Elimination Diets and RA
Rheumatoid arthritis is usually characterized by flare-ups of joint pain and other symptoms alternating with periods of remission. Many people feel certain foods may trigger these flares, but the effect of dietary restrictions on RA is still uncertain, and the studies on it are too small to draw firm conclusions.
Goodman says there’s nothing wrong with seeing what happens when you eliminate a food from your diet, as long as your daily energy and nutrition needs are still being met.
“Patients with chronic disease like to control some aspect of own lives, and it can be useful to try eliminating foods,” she says. “But other than adding fatty fish or fish oils, it’s really unclear that diet changes are beneficial.”
Goodman does recommend a heart-healthy Mediterranean diet, which is traditionally rich in fruits, vegetables, and fatty fish like salmon and tuna.

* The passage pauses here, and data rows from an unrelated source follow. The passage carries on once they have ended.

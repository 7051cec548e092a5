//! A single query attempt against a single server: build the message, send
//! it over UDP, fall back to TCP on truncation, parse, and map the response
//! code onto the error taxonomy.

use super::channel::ServerEndpoint;
use crate::transport::Transport;
use crate::wire::{DnsAnswer, MessageBuilder, ResponseParser};
use compass_dns_domain::{RecordType, ResolveError};
use std::time::Instant;
use tracing::debug;

pub(crate) async fn query_endpoint(
    endpoint: &ServerEndpoint,
    hostname: &str,
    record_type: RecordType,
) -> Result<DnsAnswer, ResolveError> {
    let started = Instant::now();
    let query_bytes = MessageBuilder::build_query(hostname, &record_type)?;

    let transport = Transport::udp(endpoint.addr);
    let response = transport.send(&query_bytes, endpoint.timeout).await?;
    let mut answer = ResponseParser::parse(&response.bytes)?;

    if answer.truncated {
        debug!(
            server = %endpoint.display,
            hostname = %hostname,
            "Response truncated (TC bit), retrying via TCP"
        );

        // The TCP retry runs on whatever is left of the per-server
        // deadline; an already-exhausted deadline is a timeout, not a
        // fresh budget.
        let Some(remaining) = endpoint.timeout.checked_sub(started.elapsed()) else {
            return Err(ResolveError::Timeout {
                server: endpoint.display.to_string(),
                timeout_ms: endpoint.timeout.as_millis() as u64,
            });
        };

        let tcp = Transport::tcp(endpoint.addr);
        let tcp_response = tcp.send(&query_bytes, remaining).await?;
        answer = ResponseParser::parse(&tcp_response.bytes)?;
    }

    if answer.is_nxdomain() {
        return Err(ResolveError::NxDomain);
    }

    if answer.is_server_error() {
        return Err(ResolveError::ServerFailure {
            server: endpoint.display.to_string(),
            rcode: ResponseParser::rcode_to_status(answer.rcode).to_string(),
        });
    }

    Ok(answer)
}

“People with RA have accelerated cardiovascular disease, so even if their arthritis symptoms aren’t improved, there are clearly many other reasons to adhere to that sort of diet,” she says.

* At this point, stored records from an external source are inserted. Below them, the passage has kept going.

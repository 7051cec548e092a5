mod helpers;

use compass_dns_resolver::{DnsResolver, QueryStatus};
use helpers::dns_server_mock::{MockBehavior, MockDnsServer};
use helpers::{capturing_event_manager, test_config};
use std::time::{Duration, Instant};

#[tokio::test]
async fn test_servfail_twice_then_success() {
    helpers::init_tracing();
    let (server, addr) = MockDnsServer::start().await;
    server.script(vec![
        MockBehavior::ServFail,
        MockBehavior::ServFail,
        MockBehavior::Answer(vec!["192.0.2.2".parse().unwrap()]),
    ]);

    let resolver = DnsResolver::with_event_manager(capturing_event_manager().0);
    resolver.load_config(test_config(addr)).unwrap();

    let started = Instant::now();
    let outcome = resolver.resolve("flaky.test").await;
    let elapsed = started.elapsed();

    assert_eq!(outcome.status, QueryStatus::Success);
    assert_eq!(outcome.addresses, vec!["192.0.2.2".to_string()]);
    assert_eq!(server.queries_received(), 3);

    // Backoff before retry k is min(50 << (k-1), 1000): 50ms then 100ms.
    assert!(
        elapsed >= Duration::from_millis(150),
        "observed {}ms",
        elapsed.as_millis()
    );
    assert!(elapsed < Duration::from_millis(1500));

    let stats = resolver.stats();
    assert_eq!(stats.total_retries, 2);
    assert_eq!(stats.retry_attempts["flaky.test"], vec![1, 2]);
    assert_eq!(stats.successful_queries, 1);
}

#[tokio::test]
async fn test_timeout_exhausts_all_attempts() {
    let (server, addr) = MockDnsServer::start_with_default(MockBehavior::Ignore).await;
    let (events, captured) = capturing_event_manager();
    let resolver = DnsResolver::with_event_manager(events);

    let mut config = test_config(addr);
    config.servers[0].timeout_ms = 150;
    resolver.load_config(config).unwrap();

    let outcome = resolver.resolve("silent.test").await;

    assert_eq!(outcome.status, QueryStatus::Timeout);
    assert_eq!(server.queries_received(), 3, "one per attempt");

    let stats = resolver.stats();
    assert_eq!(stats.error_counts["TIMEOUT"], 1, "recorded once on delivery");
    assert_eq!(stats.failed_queries, 1);
    assert_eq!(stats.total_retries, 2);

    assert!(resolver.cache().peek("silent.test").is_none(), "no cache insert");
    assert!(captured.lock().unwrap().is_empty(), "no change event");
}

#[tokio::test]
async fn test_max_attempts_one_performs_exactly_one_attempt() {
    let (server, addr) = MockDnsServer::start_with_default(MockBehavior::ServFail).await;
    let resolver = DnsResolver::with_event_manager(capturing_event_manager().0);

    let mut config = test_config(addr);
    config.retry.max_attempts = 1;
    resolver.load_config(config).unwrap();

    let outcome = resolver.resolve("once.test").await;

    assert_eq!(outcome.status, QueryStatus::ServFail);
    assert_eq!(server.queries_received(), 1);
    assert_eq!(resolver.stats().total_retries, 0);
}

#[tokio::test]
async fn test_nxdomain_is_not_retried() {
    let (server, addr) = MockDnsServer::start().await;
    server.script(vec![
        MockBehavior::NxDomain,
        MockBehavior::Answer(vec!["192.0.2.1".parse().unwrap()]),
    ]);

    let resolver = DnsResolver::with_event_manager(capturing_event_manager().0);
    resolver.load_config(test_config(addr)).unwrap();

    let outcome = resolver.resolve("missing.test").await;

    assert_eq!(outcome.status, QueryStatus::NxDomain);
    assert_eq!(server.queries_received(), 1, "authoritative non-existence is final");
    assert_eq!(resolver.stats().error_counts["NXDOMAIN"], 1);
}

#[tokio::test]
async fn test_empty_answer_reclassified_as_nodata() {
    let (server, addr) = MockDnsServer::start_with_default(MockBehavior::Empty).await;
    let resolver = DnsResolver::with_event_manager(capturing_event_manager().0);
    resolver.load_config(test_config(addr)).unwrap();

    let outcome = resolver.resolve("empty.test").await;

    assert_eq!(outcome.status, QueryStatus::NoData);
    assert!(outcome.addresses.is_empty());
    assert_eq!(server.queries_received(), 1, "NODATA is not retried");
    assert!(resolver.cache().peek("empty.test").is_none());
}

#[tokio::test]
async fn test_empty_hostname_rejected_as_malformed() {
    let (server, addr) = MockDnsServer::start().await;
    let resolver = DnsResolver::with_event_manager(capturing_event_manager().0);
    resolver.load_config(test_config(addr)).unwrap();

    let outcome = resolver.resolve("").await;

    assert_eq!(outcome.status, QueryStatus::Malformed);
    assert_eq!(server.queries_received(), 0, "rejected before any socket work");
}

A Gluten-Free Journey With RA
Cathy Kramer, a mother of two in Naperville, Illinois, was diagnosed with rheumatoid arthritis in 2004. Combination drug treatment with steroids and methotrexate (Rheumatrex, Trexall) didn’t help, and she seemed to be getting worse. That’s when she met with a naturopath who suggested an elimination diet — no dairy, citrus, nuts, nightshades, or gluten — to ease her RA symptoms.
Arthritis Curehow to Arthritis Cure for After following a gluten-free diet for about a year, Kramer started to see some benefits. “My inflammation went down and joint pain was reduced, but not eliminated,” she says. “Going gluten-free improved my diet overall. I stopped eating processed food and started eating fresh fruits and vegetables and farm-raised beef.”
Kramer says she’s frustrated by rheumatologists who the 1 last update 2020/06/05 say that diet doesn’t help rheumatoid arthritis because, "if you are eating an overall healthier diet, that has to be good.”Kramer says she’s frustrated by rheumatologists who say that diet doesn’t help rheumatoid arthritis because, "if you are eating an overall healthier diet, that has to be good.”
Although she hasn’t been tested for gluten sensitivity, Kramer noticed that when she had a lot of digestive issues from eating gluten, she also had a lot of joint pain. “They seemed to go hand in hand,” she says. “I’d get fluid in my stomach and then get fluid in my joints.”
In addition to following a gluten-free diet, Kramer takes RA medication prescribed by her rheumatologist, stays active with regular exercise, gets plenty of sleep, and tries to reduce stress to manage her rheumatoid arthritis.
“Overall, I would say it’s not a cure," she says, "but it could relieve other symptoms like stomach issues and make life easier."